Dataset entries
>>>>>
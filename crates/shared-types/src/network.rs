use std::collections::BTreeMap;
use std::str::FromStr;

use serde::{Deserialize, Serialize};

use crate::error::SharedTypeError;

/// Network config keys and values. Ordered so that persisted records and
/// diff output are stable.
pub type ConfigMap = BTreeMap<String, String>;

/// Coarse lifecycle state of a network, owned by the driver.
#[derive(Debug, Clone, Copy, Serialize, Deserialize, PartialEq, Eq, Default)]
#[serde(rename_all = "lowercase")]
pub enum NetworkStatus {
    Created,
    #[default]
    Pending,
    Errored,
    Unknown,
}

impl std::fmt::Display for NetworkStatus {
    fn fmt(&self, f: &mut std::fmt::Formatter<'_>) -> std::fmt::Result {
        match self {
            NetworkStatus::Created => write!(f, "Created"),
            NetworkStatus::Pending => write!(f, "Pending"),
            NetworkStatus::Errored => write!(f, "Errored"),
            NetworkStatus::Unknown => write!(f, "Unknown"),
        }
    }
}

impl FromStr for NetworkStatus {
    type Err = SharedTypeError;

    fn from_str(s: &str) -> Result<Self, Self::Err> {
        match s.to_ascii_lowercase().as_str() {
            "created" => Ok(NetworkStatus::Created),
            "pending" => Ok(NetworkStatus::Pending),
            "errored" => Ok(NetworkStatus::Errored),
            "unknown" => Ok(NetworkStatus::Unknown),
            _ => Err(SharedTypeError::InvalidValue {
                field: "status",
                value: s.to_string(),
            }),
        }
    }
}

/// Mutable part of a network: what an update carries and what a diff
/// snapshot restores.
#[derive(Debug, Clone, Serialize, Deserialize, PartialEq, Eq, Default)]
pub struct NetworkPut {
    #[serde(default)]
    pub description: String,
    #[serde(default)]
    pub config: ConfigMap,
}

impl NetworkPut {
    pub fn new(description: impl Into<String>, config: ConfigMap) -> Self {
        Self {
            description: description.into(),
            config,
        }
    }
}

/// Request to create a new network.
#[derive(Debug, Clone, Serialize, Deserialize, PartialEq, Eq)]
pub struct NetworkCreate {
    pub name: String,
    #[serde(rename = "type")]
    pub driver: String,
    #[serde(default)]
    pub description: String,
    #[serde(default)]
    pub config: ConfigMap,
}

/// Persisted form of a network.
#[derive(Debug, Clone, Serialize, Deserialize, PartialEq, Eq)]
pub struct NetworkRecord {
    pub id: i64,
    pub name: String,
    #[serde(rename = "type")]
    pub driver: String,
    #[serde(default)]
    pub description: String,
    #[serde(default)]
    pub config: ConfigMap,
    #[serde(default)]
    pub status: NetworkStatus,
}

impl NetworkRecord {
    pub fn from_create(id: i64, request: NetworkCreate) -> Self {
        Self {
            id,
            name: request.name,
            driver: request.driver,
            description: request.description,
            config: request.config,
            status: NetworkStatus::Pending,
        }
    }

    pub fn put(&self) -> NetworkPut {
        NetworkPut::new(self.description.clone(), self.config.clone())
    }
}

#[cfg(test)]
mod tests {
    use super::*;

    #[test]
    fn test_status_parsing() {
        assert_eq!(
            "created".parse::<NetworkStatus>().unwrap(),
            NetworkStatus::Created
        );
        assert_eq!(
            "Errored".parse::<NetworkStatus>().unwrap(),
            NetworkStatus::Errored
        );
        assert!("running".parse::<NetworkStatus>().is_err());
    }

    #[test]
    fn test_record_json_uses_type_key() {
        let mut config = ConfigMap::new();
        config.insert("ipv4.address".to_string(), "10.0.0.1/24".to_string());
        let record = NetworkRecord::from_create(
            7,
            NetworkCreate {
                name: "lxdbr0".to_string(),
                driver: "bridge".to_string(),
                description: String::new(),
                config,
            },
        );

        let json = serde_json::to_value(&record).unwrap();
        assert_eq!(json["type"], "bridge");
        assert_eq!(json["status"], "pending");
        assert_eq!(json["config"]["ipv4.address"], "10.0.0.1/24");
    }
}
<<<<<
>>>>>
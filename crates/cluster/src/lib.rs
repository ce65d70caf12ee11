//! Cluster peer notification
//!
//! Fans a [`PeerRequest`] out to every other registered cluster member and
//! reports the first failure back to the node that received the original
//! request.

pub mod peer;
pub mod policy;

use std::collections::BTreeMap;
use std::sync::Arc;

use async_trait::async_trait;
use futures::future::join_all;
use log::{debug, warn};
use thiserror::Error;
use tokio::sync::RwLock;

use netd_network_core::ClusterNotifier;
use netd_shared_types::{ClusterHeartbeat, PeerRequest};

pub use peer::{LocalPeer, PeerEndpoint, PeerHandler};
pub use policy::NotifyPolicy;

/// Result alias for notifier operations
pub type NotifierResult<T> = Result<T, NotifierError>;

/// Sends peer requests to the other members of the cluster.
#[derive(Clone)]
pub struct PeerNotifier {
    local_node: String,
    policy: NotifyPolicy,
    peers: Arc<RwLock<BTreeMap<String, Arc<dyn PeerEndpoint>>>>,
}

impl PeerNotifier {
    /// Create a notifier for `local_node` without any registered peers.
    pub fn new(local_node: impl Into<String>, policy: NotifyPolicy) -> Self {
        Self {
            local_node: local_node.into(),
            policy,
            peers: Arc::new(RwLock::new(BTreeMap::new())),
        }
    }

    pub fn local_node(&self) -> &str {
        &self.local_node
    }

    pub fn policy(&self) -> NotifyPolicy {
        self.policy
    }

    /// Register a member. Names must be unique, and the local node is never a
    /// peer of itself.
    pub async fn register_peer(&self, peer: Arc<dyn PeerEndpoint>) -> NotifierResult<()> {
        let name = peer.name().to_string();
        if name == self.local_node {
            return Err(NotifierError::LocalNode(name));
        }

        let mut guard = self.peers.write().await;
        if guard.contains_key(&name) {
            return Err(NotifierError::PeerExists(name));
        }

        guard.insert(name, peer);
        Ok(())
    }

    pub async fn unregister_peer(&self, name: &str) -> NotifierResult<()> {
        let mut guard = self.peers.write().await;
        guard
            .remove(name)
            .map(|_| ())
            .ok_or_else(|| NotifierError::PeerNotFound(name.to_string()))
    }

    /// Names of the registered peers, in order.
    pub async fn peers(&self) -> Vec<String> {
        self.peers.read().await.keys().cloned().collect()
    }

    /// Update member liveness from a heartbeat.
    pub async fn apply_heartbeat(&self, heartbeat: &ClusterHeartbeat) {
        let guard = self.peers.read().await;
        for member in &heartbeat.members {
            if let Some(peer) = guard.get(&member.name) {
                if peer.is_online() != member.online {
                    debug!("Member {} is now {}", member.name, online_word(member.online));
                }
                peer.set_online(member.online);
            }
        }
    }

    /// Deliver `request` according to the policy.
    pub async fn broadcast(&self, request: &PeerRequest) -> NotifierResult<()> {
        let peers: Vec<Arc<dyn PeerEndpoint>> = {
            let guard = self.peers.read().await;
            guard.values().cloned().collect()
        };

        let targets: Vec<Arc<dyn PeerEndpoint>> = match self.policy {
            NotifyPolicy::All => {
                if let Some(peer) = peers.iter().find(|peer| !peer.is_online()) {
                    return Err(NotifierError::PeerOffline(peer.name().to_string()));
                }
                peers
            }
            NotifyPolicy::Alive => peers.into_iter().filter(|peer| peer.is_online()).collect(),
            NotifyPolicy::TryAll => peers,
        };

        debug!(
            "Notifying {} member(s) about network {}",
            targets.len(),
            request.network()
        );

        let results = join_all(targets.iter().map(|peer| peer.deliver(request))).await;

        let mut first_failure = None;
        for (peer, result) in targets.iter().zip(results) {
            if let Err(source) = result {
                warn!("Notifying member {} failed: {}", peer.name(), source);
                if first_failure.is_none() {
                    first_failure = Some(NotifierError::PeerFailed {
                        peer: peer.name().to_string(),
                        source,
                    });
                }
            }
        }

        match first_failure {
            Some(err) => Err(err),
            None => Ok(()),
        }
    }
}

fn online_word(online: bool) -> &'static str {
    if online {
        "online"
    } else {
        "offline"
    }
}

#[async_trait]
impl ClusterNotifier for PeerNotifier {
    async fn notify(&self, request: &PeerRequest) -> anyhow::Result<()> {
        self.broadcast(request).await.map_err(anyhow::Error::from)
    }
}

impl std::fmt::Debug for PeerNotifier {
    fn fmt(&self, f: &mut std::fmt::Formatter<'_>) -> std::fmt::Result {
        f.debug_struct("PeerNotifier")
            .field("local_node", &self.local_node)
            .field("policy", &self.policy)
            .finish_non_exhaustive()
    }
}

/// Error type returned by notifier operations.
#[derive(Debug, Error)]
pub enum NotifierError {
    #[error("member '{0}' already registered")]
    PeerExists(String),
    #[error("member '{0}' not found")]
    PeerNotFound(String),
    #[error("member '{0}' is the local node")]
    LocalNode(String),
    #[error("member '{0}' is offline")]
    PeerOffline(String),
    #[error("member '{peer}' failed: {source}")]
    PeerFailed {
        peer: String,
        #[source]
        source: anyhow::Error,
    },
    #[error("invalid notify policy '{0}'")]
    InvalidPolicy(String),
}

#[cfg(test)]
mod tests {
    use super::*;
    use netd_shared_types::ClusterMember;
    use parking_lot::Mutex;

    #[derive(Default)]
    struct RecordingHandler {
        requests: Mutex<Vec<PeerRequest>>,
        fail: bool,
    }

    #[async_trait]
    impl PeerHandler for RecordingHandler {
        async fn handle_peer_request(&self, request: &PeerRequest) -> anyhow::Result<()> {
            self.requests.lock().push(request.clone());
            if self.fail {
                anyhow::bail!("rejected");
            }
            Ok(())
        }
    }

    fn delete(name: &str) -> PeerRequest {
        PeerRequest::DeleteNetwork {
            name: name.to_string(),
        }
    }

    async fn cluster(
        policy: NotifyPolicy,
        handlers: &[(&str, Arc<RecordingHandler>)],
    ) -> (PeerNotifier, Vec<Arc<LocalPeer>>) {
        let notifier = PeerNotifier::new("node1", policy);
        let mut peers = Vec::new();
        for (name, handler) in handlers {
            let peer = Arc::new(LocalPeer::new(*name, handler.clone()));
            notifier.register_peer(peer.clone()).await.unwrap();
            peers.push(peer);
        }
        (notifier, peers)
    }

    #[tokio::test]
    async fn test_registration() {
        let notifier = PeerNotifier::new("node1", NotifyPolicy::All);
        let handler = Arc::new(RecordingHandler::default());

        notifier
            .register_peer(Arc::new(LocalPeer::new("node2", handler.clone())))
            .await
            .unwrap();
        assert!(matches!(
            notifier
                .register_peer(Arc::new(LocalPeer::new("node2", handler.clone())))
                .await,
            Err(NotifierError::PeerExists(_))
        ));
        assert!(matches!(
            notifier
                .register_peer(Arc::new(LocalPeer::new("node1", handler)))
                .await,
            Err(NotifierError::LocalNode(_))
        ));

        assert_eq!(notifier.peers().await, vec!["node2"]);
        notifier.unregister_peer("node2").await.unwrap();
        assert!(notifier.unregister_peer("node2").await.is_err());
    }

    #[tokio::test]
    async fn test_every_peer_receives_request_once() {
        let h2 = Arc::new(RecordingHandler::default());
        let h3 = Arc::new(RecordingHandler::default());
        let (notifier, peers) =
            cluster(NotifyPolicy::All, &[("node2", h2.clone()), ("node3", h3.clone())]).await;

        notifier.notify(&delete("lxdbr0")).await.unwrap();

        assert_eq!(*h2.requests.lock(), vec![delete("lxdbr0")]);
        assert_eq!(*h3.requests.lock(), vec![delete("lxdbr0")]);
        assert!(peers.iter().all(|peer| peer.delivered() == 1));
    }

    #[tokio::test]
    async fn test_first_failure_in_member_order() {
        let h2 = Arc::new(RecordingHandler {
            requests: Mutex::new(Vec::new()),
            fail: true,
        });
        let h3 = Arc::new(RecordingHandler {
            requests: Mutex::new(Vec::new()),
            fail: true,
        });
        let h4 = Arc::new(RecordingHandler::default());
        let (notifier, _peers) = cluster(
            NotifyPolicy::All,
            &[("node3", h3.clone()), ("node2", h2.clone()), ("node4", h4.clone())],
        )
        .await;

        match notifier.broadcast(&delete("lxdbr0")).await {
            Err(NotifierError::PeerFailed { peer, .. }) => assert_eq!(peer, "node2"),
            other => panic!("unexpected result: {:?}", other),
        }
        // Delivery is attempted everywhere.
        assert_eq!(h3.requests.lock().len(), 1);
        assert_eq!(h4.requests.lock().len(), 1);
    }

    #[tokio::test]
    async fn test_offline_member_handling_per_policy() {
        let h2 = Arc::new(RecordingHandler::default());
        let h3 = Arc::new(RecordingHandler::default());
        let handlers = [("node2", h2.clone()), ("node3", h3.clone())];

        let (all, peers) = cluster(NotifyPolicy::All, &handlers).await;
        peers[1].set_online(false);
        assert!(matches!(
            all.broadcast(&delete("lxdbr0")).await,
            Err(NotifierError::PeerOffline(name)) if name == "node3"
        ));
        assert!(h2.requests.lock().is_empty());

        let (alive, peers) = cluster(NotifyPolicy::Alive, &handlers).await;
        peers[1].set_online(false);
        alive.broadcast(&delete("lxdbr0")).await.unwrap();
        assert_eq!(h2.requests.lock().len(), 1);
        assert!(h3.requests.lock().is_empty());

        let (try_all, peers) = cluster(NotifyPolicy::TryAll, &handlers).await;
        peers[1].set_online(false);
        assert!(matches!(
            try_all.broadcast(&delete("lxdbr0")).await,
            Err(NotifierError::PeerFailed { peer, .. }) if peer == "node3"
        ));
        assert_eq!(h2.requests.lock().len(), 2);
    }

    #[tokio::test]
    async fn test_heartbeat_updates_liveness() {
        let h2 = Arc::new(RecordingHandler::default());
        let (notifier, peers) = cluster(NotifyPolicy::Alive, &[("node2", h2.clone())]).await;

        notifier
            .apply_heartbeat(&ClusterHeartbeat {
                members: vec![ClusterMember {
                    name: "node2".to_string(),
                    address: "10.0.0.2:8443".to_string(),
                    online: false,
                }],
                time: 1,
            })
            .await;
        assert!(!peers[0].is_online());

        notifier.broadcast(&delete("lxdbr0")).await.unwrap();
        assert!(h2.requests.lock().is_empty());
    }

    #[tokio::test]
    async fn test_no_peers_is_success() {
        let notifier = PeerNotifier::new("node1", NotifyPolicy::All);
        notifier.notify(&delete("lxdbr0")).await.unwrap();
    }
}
<<<<<
>>>>>
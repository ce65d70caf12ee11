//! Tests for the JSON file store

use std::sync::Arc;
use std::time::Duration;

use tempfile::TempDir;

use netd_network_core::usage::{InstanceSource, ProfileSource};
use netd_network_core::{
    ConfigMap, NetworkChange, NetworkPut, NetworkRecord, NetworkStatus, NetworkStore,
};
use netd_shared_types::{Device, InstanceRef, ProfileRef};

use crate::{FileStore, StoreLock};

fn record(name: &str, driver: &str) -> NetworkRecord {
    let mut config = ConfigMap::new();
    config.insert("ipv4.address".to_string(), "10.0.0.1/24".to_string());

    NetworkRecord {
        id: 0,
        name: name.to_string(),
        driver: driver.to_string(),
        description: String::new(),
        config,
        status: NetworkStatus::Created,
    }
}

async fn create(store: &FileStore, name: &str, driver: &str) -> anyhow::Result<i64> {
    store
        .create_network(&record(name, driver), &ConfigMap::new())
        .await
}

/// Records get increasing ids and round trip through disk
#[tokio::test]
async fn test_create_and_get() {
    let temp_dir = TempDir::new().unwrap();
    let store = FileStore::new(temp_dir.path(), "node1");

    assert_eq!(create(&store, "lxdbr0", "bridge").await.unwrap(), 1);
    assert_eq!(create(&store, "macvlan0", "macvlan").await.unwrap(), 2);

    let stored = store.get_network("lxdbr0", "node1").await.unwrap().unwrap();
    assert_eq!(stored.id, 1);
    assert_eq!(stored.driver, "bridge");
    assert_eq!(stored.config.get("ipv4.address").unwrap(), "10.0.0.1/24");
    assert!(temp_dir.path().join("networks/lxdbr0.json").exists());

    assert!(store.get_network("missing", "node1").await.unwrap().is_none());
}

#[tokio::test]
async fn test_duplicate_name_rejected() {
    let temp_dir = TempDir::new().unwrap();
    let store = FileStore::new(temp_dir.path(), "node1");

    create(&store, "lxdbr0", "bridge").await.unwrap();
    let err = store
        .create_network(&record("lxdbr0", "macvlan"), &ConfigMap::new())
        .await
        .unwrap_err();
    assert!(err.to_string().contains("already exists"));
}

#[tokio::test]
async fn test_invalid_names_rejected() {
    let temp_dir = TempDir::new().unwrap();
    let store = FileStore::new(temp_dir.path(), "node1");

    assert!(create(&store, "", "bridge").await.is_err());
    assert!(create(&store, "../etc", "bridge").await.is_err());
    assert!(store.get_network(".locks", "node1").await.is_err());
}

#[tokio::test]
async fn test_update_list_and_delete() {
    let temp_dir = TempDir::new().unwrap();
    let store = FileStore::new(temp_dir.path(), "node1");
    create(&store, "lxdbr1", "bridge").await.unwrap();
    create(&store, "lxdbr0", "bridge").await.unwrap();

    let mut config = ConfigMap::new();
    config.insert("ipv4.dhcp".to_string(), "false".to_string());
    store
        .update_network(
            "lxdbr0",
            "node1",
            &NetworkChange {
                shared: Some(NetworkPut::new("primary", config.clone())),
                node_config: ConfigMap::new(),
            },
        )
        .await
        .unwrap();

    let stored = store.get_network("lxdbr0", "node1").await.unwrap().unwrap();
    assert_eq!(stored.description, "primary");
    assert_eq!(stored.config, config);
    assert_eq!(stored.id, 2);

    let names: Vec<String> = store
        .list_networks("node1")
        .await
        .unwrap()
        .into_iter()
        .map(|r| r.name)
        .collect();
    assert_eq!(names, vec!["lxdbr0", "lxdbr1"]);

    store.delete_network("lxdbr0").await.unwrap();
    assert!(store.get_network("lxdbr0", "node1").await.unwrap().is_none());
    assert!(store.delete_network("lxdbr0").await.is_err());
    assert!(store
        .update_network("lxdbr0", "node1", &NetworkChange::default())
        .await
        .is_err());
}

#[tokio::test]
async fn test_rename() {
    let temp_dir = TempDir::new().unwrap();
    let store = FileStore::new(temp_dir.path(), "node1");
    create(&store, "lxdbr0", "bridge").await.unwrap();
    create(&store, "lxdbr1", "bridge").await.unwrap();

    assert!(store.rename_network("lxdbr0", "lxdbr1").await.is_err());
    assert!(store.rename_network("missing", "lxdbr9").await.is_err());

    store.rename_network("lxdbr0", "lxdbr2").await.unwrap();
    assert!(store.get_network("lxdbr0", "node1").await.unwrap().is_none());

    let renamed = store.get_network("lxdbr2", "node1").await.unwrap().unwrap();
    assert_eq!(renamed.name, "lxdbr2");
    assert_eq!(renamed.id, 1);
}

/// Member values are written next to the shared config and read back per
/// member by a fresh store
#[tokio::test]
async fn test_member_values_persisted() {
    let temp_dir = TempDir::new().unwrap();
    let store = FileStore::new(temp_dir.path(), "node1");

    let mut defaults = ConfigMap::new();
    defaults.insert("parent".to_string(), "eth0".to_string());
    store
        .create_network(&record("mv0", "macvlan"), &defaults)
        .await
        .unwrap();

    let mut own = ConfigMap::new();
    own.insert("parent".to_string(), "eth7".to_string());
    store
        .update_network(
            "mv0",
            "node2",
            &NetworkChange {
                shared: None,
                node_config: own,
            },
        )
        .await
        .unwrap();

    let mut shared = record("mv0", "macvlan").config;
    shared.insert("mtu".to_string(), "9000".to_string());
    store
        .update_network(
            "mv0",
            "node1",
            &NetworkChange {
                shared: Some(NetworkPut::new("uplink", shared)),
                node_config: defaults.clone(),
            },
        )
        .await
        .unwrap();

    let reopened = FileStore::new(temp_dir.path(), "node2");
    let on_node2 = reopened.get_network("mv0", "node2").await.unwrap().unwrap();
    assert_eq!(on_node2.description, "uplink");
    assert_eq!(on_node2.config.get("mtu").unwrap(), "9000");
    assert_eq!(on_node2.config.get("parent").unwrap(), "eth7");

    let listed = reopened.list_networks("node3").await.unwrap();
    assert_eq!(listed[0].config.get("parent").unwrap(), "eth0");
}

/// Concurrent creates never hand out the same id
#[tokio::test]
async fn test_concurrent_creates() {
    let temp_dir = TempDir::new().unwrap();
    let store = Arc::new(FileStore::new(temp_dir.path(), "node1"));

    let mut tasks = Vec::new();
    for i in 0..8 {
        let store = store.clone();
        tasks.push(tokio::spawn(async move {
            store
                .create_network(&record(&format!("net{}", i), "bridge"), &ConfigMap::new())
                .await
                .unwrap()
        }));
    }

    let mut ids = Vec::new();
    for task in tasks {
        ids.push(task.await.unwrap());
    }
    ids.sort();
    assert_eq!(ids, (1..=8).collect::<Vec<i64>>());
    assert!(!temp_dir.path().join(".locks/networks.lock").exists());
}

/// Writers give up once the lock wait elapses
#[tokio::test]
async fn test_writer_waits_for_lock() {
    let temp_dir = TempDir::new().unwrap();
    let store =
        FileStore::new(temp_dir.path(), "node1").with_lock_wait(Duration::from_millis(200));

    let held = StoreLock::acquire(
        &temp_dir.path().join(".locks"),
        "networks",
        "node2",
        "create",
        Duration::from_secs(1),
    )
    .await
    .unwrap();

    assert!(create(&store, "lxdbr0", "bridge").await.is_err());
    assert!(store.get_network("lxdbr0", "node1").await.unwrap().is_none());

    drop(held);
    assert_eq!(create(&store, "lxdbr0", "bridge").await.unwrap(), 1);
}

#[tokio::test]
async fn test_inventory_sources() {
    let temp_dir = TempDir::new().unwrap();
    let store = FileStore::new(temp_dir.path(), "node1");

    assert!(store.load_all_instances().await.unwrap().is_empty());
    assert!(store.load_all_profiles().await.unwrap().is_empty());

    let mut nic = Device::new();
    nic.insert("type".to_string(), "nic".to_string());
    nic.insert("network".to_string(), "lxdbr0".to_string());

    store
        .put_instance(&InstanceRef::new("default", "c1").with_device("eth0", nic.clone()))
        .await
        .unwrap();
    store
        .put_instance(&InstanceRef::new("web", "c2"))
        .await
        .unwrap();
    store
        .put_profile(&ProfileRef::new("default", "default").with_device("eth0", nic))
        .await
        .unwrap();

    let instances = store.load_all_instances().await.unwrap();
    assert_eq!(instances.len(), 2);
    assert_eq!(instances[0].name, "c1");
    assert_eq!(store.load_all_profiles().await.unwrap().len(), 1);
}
<<<<<
Supply only the number of lines above in which "Notifying" occurs.

2